In the data below, how many lines include the word "String"? Give only the number.

- [SUPPLIED DATA]:
#####

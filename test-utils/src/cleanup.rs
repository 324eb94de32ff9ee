//! Table cleanup strategies.
//!
//! A cleanup chain is an ordered list of [`CleanupStep`]s. Steps are tried in
//! order until one succeeds; each failure is logged and the next step runs.

use sea_orm::{
    ConnectionTrait, DatabaseConnection, DbBackend, DbErr, EntityTrait, TransactionTrait,
};

use crate::registry::FactoryType;

/// One way of erasing tables and restarting their id sequences.
#[derive(Debug, Clone, PartialEq, Eq)]
pub enum CleanupStep {
    /// Erase and reset all listed tables at once.
    ///
    /// Postgres runs a single `TRUNCATE ... RESTART IDENTITY`; SQLite deletes the
    /// rows and clears `sqlite_sequence` inside one transaction. Rows of unlisted
    /// tables are never erased: on SQLite the foreign key `ON DELETE` action clears
    /// their references, on Postgres the truncate is refused and the chain moves on
    /// to [`CleanupStep::DeleteAndReset`], which triggers the same action.
    Truncate(Vec<FactoryType>),
    /// Delete rows entity by entity, then reset each id sequence separately.
    DeleteAndReset(Vec<FactoryType>),
}

impl CleanupStep {
    pub fn name(&self) -> &'static str {
        match self {
            Self::Truncate(_) => "truncate",
            Self::DeleteAndReset(_) => "delete and reset",
        }
    }

    /// Runs this step against `db`.
    ///
    /// Tables are processed in the listed order, so dependents must come first.
    pub async fn run(&self, db: &DatabaseConnection) -> Result<(), DbErr> {
        match self {
            Self::Truncate(types) => truncate(db, types).await,
            Self::DeleteAndReset(types) => {
                for factory_type in types {
                    delete_rows(db, *factory_type).await?;
                }
                for factory_type in types {
                    reset_sequence(db, *factory_type).await?;
                }
                Ok(())
            }
        }
    }
}

/// The chain used to clean a single entity table.
pub fn table_chain(factory_type: FactoryType) -> Vec<CleanupStep> {
    vec![
        CleanupStep::Truncate(vec![factory_type]),
        CleanupStep::DeleteAndReset(vec![factory_type]),
    ]
}

/// Runs `steps` in order until one succeeds.
///
/// # Returns
/// - `Ok(())` - A step succeeded, or `steps` is empty
/// - `Err(DbErr)` - Every step failed; the error of the last one
pub async fn run_cleanup_chain(
    db: &DatabaseConnection,
    steps: &[CleanupStep],
) -> Result<(), DbErr> {
    let mut last_error = None;

    for step in steps {
        match step.run(db).await {
            Ok(()) => {
                tracing::debug!("Cleanup step '{}' succeeded", step.name());
                return Ok(());
            }
            Err(e) => {
                tracing::warn!("Cleanup step '{}' failed: {}", step.name(), e);
                last_error = Some(e);
            }
        }
    }

    match last_error {
        Some(e) => Err(e),
        None => Ok(()),
    }
}

fn unsupported(backend: DbBackend) -> DbErr {
    DbErr::Custom(format!("Cleanup is not supported for {:?}", backend))
}

fn quoted_tables(types: &[FactoryType]) -> String {
    types
        .iter()
        .map(|factory_type| format!("\"{}\"", factory_type.table_name()))
        .collect::<Vec<_>>()
        .join(", ")
}

fn sqlite_sequence_names(types: &[FactoryType]) -> String {
    types
        .iter()
        .map(|factory_type| format!("'{}'", factory_type.table_name()))
        .collect::<Vec<_>>()
        .join(", ")
}

fn postgres_truncate_sql(types: &[FactoryType]) -> String {
    format!("TRUNCATE TABLE {} RESTART IDENTITY", quoted_tables(types))
}

async fn truncate(db: &DatabaseConnection, types: &[FactoryType]) -> Result<(), DbErr> {
    if types.is_empty() {
        return Ok(());
    }

    match db.get_database_backend() {
        DbBackend::Postgres => {
            db.execute_unprepared(&postgres_truncate_sql(types)).await?;
        }
        DbBackend::Sqlite => {
            let txn = db.begin().await?;
            for factory_type in types {
                txn.execute_unprepared(&format!(
                    "DELETE FROM \"{}\"",
                    factory_type.table_name()
                ))
                .await?;
            }
            txn.execute_unprepared(&format!(
                "DELETE FROM sqlite_sequence WHERE name IN ({})",
                sqlite_sequence_names(types)
            ))
            .await?;
            txn.commit().await?;
        }
        backend => return Err(unsupported(backend)),
    }

    Ok(())
}

async fn delete_rows(db: &DatabaseConnection, factory_type: FactoryType) -> Result<(), DbErr> {
    let result = match factory_type {
        FactoryType::School => entity::prelude::School::delete_many().exec(db).await?,
        FactoryType::Teacher => entity::prelude::Teacher::delete_many().exec(db).await?,
    };

    tracing::debug!(
        "Deleted {} rows from {}",
        result.rows_affected,
        factory_type.table_name()
    );

    Ok(())
}

async fn reset_sequence(db: &DatabaseConnection, factory_type: FactoryType) -> Result<(), DbErr> {
    let table = factory_type.table_name();

    let sql = match db.get_database_backend() {
        DbBackend::Postgres => format!(
            "SELECT setval(pg_get_serial_sequence('\"{}\"', 'id'), 1, false)",
            table
        ),
        DbBackend::Sqlite => format!("DELETE FROM sqlite_sequence WHERE name = '{}'", table),
        backend => return Err(unsupported(backend)),
    };

    db.execute_unprepared(&sql).await?;

    Ok(())
}

#[cfg(test)]
mod tests {
    use sea_orm::PaginatorTrait;

    use super::*;
    use crate::factory::{
        school::{create_school, SchoolFactory, SchoolOverrides},
        teacher::create_teacher_for_school,
        test_database,
    };

    #[test]
    fn table_chain_tries_truncate_first() {
        assert_eq!(
            table_chain(FactoryType::Teacher),
            vec![
                CleanupStep::Truncate(vec![FactoryType::Teacher]),
                CleanupStep::DeleteAndReset(vec![FactoryType::Teacher]),
            ]
        );
    }

    #[test]
    fn quotes_table_names() {
        assert_eq!(
            quoted_tables(&[FactoryType::Teacher, FactoryType::School]),
            "\"teacher\", \"school\""
        );
    }

    #[test]
    fn postgres_truncate_keeps_unlisted_tables() {
        assert_eq!(
            postgres_truncate_sql(&[FactoryType::School]),
            "TRUNCATE TABLE \"school\" RESTART IDENTITY"
        );
    }

    #[tokio::test]
    async fn empty_chain_succeeds() -> Result<(), DbErr> {
        let db = test_database().await?;

        run_cleanup_chain(&db, &[]).await
    }

    #[tokio::test]
    async fn truncate_clears_dependents_first() -> Result<(), DbErr> {
        let db = test_database().await?;
        let school = create_school(&db).await?;
        create_teacher_for_school(&db, &school).await?;

        CleanupStep::Truncate(vec![FactoryType::Teacher, FactoryType::School])
            .run(&db)
            .await?;

        assert_eq!(entity::prelude::School::find().count(&db).await?, 0);
        assert_eq!(entity::prelude::Teacher::find().count(&db).await?, 0);

        Ok(())
    }

    /// Tests a chain whose first step fails.
    ///
    /// Expected: Ok, with the table erased and its ids restarted by the next step
    #[tokio::test]
    async fn chain_falls_back_after_failed_step() -> Result<(), DbErr> {
        let db = test_database().await?;
        let factory = SchoolFactory::new(db.clone());
        factory.create_many(3, SchoolOverrides::default()).await?;
        db.execute_unprepared("DROP TABLE teacher").await?;

        run_cleanup_chain(
            &db,
            &[
                CleanupStep::Truncate(vec![FactoryType::Teacher, FactoryType::School]),
                CleanupStep::DeleteAndReset(vec![FactoryType::School]),
            ],
        )
        .await?;

        assert_eq!(entity::prelude::School::find().count(&db).await?, 0);
        assert_eq!(factory.create(SchoolOverrides::default()).await?.id, 1);

        Ok(())
    }

    #[tokio::test]
    async fn chain_returns_last_error_when_every_step_fails() -> Result<(), DbErr> {
        let db = test_database().await?;
        db.execute_unprepared("DROP TABLE teacher").await?;

        let result = run_cleanup_chain(&db, &table_chain(FactoryType::Teacher)).await;

        assert!(result.is_err());

        Ok(())
    }

    /// Tests truncating schools alone while teachers reference them.
    ///
    /// Expected: schools erased, teachers kept with their school reference cleared
    #[tokio::test]
    async fn truncate_keeps_rows_of_unlisted_tables() -> Result<(), DbErr> {
        let db = test_database().await?;
        let school = create_school(&db).await?;
        let teacher = create_teacher_for_school(&db, &school).await?;

        CleanupStep::Truncate(vec![FactoryType::School])
            .run(&db)
            .await?;

        let teacher = entity::prelude::Teacher::find_by_id(teacher.id)
            .one(&db)
            .await?
            .expect("teacher kept");
        assert_eq!(teacher.school_id, None);
        assert_eq!(entity::prelude::School::find().count(&db).await?, 0);

        Ok(())
    }

    #[tokio::test]
    async fn delete_and_reset_restarts_ids() -> Result<(), DbErr> {
        let db = test_database().await?;
        let factory = SchoolFactory::new(db.clone());
        factory.create_many(2, SchoolOverrides::default()).await?;

        CleanupStep::DeleteAndReset(vec![FactoryType::School])
            .run(&db)
            .await?;

        assert_eq!(entity::prelude::School::find().count(&db).await?, 0);
        assert_eq!(factory.create(SchoolOverrides::default()).await?.id, 1);

        Ok(())
    }
}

#####

- [ANSWER AREA]: 3